▶ **YOUR INSTRUCTIONS**
Set out exactly, line by line, the stretch of data below that begins at the line containing "PpmSchedule::standard()" and ends at the line containing "importer.schedule(), &config.ppm.grouping, as_of);", with both ends kept.

▶ **Stored dataset items**
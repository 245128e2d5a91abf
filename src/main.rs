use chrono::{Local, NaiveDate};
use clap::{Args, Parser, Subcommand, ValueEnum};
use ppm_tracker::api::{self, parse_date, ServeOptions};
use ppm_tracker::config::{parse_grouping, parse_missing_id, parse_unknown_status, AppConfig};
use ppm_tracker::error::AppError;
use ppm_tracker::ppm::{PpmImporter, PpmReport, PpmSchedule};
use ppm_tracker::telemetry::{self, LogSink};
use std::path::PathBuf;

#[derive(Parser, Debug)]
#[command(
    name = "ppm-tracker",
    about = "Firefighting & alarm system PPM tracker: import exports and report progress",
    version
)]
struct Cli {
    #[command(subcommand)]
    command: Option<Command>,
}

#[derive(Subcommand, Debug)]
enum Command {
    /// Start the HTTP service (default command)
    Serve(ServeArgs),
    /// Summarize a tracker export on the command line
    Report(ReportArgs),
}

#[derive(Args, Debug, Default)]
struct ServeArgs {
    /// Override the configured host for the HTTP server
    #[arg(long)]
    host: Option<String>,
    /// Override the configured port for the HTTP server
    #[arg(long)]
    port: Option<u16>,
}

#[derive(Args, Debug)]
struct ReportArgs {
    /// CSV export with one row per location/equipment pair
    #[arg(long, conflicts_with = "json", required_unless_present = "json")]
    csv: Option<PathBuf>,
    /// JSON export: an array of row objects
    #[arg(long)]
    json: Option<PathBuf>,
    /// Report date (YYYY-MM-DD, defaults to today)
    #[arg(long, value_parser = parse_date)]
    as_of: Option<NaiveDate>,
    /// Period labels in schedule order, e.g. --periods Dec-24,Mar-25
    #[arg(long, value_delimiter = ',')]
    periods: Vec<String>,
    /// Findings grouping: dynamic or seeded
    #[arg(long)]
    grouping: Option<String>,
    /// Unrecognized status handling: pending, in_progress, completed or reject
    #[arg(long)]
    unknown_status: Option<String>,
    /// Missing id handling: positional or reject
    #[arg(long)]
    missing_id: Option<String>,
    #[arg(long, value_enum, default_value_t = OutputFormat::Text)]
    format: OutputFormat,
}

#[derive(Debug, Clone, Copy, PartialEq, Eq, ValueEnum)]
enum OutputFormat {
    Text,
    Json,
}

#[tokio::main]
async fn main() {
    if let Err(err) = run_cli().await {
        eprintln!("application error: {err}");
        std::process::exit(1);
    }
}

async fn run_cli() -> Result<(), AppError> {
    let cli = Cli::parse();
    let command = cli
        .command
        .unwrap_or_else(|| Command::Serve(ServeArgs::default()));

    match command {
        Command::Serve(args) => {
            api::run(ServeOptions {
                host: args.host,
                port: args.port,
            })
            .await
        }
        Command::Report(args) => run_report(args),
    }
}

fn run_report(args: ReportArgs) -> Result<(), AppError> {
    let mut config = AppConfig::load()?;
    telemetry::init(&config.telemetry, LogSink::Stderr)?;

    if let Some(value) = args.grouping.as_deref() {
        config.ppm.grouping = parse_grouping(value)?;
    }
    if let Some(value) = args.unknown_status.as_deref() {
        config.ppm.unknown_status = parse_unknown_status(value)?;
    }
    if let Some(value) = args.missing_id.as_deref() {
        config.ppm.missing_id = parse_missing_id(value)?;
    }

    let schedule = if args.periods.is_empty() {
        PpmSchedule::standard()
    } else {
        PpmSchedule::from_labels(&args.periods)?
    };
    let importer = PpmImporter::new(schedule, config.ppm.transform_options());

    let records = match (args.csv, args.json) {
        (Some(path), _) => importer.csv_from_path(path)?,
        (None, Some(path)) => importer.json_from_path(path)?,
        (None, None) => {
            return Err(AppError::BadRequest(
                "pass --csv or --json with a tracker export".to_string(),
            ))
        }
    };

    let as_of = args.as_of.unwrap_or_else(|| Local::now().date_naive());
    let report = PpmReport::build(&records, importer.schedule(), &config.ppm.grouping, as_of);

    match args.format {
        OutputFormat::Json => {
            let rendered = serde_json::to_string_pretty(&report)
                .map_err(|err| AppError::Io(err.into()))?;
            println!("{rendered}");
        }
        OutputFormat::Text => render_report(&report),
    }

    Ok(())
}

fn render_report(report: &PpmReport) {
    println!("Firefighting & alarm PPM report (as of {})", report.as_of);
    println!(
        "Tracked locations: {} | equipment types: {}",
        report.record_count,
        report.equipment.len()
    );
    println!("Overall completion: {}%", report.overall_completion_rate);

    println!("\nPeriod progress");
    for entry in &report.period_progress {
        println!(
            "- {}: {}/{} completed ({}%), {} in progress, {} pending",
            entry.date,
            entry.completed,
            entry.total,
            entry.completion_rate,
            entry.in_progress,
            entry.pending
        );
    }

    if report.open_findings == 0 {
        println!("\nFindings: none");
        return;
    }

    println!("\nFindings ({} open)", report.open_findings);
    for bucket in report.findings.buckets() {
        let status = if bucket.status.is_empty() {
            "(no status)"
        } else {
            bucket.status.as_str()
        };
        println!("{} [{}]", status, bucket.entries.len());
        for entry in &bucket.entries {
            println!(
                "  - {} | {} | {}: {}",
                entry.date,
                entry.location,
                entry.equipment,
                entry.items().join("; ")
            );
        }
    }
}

▶ **REPLY**
        PpmSchedule::standard()
    } else {
        PpmSchedule::from_labels(&args.periods)?
    };
    let importer = PpmImporter::new(schedule, config.ppm.transform_options());

    let records = match (args.csv, args.json) {
        (Some(path), _) => importer.csv_from_path(path)?,
        (None, Some(path)) => importer.json_from_path(path)?,
        (None, None) => {
            return Err(AppError::BadRequest(
                "pass --csv or --json with a tracker export".to_string(),
            ))
        }
    };

    let as_of = args.as_of.unwrap_or_else(|| Local::now().date_naive());
    let report = PpmReport::build(&records, importer.schedule(), &config.ppm.grouping, as_of);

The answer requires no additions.